* **Exercise details**
All entries must be given again exactly as written.

[[ Records provided open ]]

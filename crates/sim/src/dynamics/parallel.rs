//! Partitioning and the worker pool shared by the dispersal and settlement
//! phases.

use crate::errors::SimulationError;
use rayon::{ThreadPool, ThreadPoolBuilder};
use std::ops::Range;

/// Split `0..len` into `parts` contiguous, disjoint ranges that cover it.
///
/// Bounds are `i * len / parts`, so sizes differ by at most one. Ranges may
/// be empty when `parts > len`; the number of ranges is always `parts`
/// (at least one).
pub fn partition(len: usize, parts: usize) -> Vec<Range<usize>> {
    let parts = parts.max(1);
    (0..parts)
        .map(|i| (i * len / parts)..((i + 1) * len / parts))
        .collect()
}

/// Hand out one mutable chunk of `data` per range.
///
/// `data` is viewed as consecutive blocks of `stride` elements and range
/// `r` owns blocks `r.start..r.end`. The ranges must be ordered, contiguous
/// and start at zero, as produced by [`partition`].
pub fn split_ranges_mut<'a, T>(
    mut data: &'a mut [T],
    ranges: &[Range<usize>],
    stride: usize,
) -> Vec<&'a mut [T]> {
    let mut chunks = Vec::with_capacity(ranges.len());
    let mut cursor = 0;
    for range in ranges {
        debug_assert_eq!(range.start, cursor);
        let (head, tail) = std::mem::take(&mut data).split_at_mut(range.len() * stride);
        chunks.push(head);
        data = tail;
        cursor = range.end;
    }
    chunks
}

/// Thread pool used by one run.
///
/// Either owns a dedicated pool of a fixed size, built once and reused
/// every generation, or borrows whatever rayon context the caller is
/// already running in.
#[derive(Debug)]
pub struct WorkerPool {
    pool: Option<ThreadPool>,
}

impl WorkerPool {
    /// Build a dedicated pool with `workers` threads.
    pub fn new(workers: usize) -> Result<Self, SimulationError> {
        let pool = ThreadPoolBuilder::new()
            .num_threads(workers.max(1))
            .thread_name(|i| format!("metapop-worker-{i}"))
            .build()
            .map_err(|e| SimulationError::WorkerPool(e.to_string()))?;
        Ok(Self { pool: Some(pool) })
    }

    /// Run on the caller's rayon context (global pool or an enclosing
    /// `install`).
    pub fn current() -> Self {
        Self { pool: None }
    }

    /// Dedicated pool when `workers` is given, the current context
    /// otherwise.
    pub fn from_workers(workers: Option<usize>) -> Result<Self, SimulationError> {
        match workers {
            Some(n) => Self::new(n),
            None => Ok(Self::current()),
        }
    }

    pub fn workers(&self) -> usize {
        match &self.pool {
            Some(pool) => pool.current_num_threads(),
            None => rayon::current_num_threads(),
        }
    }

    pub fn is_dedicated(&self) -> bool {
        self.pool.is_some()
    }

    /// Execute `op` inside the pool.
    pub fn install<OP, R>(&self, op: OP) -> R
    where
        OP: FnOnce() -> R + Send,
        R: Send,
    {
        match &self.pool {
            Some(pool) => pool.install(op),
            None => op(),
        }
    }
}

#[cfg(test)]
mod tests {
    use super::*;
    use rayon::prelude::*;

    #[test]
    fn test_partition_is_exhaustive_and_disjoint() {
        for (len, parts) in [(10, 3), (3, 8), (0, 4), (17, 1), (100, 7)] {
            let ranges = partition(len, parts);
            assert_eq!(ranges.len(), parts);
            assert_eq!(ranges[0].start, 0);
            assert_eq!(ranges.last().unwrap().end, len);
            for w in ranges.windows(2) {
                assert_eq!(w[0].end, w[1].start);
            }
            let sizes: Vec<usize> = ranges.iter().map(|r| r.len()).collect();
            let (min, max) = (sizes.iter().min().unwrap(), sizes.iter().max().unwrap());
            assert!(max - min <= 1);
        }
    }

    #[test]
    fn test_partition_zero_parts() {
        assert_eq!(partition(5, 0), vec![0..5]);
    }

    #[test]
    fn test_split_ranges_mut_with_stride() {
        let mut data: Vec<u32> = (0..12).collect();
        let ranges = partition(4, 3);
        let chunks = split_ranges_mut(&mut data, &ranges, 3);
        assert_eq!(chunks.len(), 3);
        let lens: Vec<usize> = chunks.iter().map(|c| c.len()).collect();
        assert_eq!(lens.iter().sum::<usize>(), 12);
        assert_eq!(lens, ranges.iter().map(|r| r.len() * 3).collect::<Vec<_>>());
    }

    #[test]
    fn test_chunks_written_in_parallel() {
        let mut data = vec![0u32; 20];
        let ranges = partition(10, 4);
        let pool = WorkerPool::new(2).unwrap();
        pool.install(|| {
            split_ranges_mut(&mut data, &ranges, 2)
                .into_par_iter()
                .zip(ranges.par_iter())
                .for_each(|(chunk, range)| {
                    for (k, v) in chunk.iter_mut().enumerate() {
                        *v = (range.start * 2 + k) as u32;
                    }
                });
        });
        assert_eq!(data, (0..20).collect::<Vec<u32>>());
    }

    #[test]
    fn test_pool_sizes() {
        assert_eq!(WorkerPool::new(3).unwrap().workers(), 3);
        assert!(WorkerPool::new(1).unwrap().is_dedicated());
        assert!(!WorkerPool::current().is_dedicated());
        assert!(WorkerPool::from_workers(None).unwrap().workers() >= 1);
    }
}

[[ Records provided closed ]]

* **Exercise solution**
filename crates/sim/src/dynamics/parallel.rs
//! Partitioning and the worker pool shared by the dispersal and settlement
//! phases.

use crate::errors::SimulationError;
use rayon::{ThreadPool, ThreadPoolBuilder};
use std::ops::Range;

/// Split `0..len` into `parts` contiguous, disjoint ranges that cover it.
///
/// Bounds are `i * len / parts`, so sizes differ by at most one. Ranges may
/// be empty when `parts > len`; the number of ranges is always `parts`
/// (at least one).
pub fn partition(len: usize, parts: usize) -> Vec<Range<usize>> {
    let parts = parts.max(1);
    (0..parts)
        .map(|i| (i * len / parts)..((i + 1) * len / parts))
        .collect()
}

/// Hand out one mutable chunk of `data` per range.
///
/// `data` is viewed as consecutive blocks of `stride` elements and range
/// `r` owns blocks `r.start..r.end`. The ranges must be ordered, contiguous
/// and start at zero, as produced by [`partition`].
pub fn split_ranges_mut<'a, T>(
    mut data: &'a mut [T],
    ranges: &[Range<usize>],
    stride: usize,
) -> Vec<&'a mut [T]> {
    let mut chunks = Vec::with_capacity(ranges.len());
    let mut cursor = 0;
    for range in ranges {
        debug_assert_eq!(range.start, cursor);
        let (head, tail) = std::mem::take(&mut data).split_at_mut(range.len() * stride);
        chunks.push(head);
        data = tail;
        cursor = range.end;
    }
    chunks
}

/// Thread pool used by one run.
///
/// Either owns a dedicated pool of a fixed size, built once and reused
/// every generation, or borrows whatever rayon context the caller is
/// already running in.
#[derive(Debug)]
pub struct WorkerPool {
    pool: Option<ThreadPool>,
}

impl WorkerPool {
    /// Build a dedicated pool with `workers` threads.
    pub fn new(workers: usize) -> Result<Self, SimulationError> {
        let pool = ThreadPoolBuilder::new()
            .num_threads(workers.max(1))
            .thread_name(|i| format!("metapop-worker-{i}"))
            .build()
            .map_err(|e| SimulationError::WorkerPool(e.to_string()))?;
        Ok(Self { pool: Some(pool) })
    }

    /// Run on the caller's rayon context (global pool or an enclosing
    /// `install`).
    pub fn current() -> Self {
        Self { pool: None }
    }

    /// Dedicated pool when `workers` is given, the current context
    /// otherwise.
    pub fn from_workers(workers: Option<usize>) -> Result<Self, SimulationError> {
        match workers {
            Some(n) => Self::new(n),
            None => Ok(Self::current()),
        }
    }

    pub fn workers(&self) -> usize {
        match &self.pool {
            Some(pool) => pool.current_num_threads(),
            None => rayon::current_num_threads(),
        }
    }

    pub fn is_dedicated(&self) -> bool {
        self.pool.is_some()
    }

    /// Execute `op` inside the pool.
    pub fn install<OP, R>(&self, op: OP) -> R
    where
        OP: FnOnce() -> R + Send,
        R: Send,
    {
        match &self.pool {
            Some(pool) => pool.install(op),
            None => op(),
        }
    }
}

#[cfg(test)]
mod tests {
    use super::*;
    use rayon::prelude::*;

    #[test]
    fn test_partition_is_exhaustive_and_disjoint() {
        for (len, parts) in [(10, 3), (3, 8), (0, 4), (17, 1), (100, 7)] {
            let ranges = partition(len, parts);
            assert_eq!(ranges.len(), parts);
            assert_eq!(ranges[0].start, 0);
            assert_eq!(ranges.last().unwrap().end, len);
            for w in ranges.windows(2) {
                assert_eq!(w[0].end, w[1].start);
            }
            let sizes: Vec<usize> = ranges.iter().map(|r| r.len()).collect();
            let (min, max) = (sizes.iter().min().unwrap(), sizes.iter().max().unwrap());
            assert!(max - min <= 1);
        }
    }

    #[test]
    fn test_partition_zero_parts() {
        assert_eq!(partition(5, 0), vec![0..5]);
    }

    #[test]
    fn test_split_ranges_mut_with_stride() {
        let mut data: Vec<u32> = (0..12).collect();
        let ranges = partition(4, 3);
        let chunks = split_ranges_mut(&mut data, &ranges, 3);
        assert_eq!(chunks.len(), 3);
        let lens: Vec<usize> = chunks.iter().map(|c| c.len()).collect();
        assert_eq!(lens.iter().sum::<usize>(), 12);
        assert_eq!(lens, ranges.iter().map(|r| r.len() * 3).collect::<Vec<_>>());
    }

    #[test]
    fn test_chunks_written_in_parallel() {
        let mut data = vec![0u32; 20];
        let ranges = partition(10, 4);
        let pool = WorkerPool::new(2).unwrap();
        pool.install(|| {
            split_ranges_mut(&mut data, &ranges, 2)
                .into_par_iter()
                .zip(ranges.par_iter())
                .for_each(|(chunk, range)| {
                    for (k, v) in chunk.iter_mut().enumerate() {
                        *v = (range.start * 2 + k) as u32;
                    }
                });
        });
        assert_eq!(data, (0..20).collect::<Vec<u32>>());
    }

    #[test]
    fn test_pool_sizes() {
        assert_eq!(WorkerPool::new(3).unwrap().workers(), 3);
        assert!(WorkerPool::new(1).unwrap().is_dedicated());
        assert!(!WorkerPool::current().is_dedicated());
        assert!(WorkerPool::from_workers(None).unwrap().workers() >= 1);
    }
}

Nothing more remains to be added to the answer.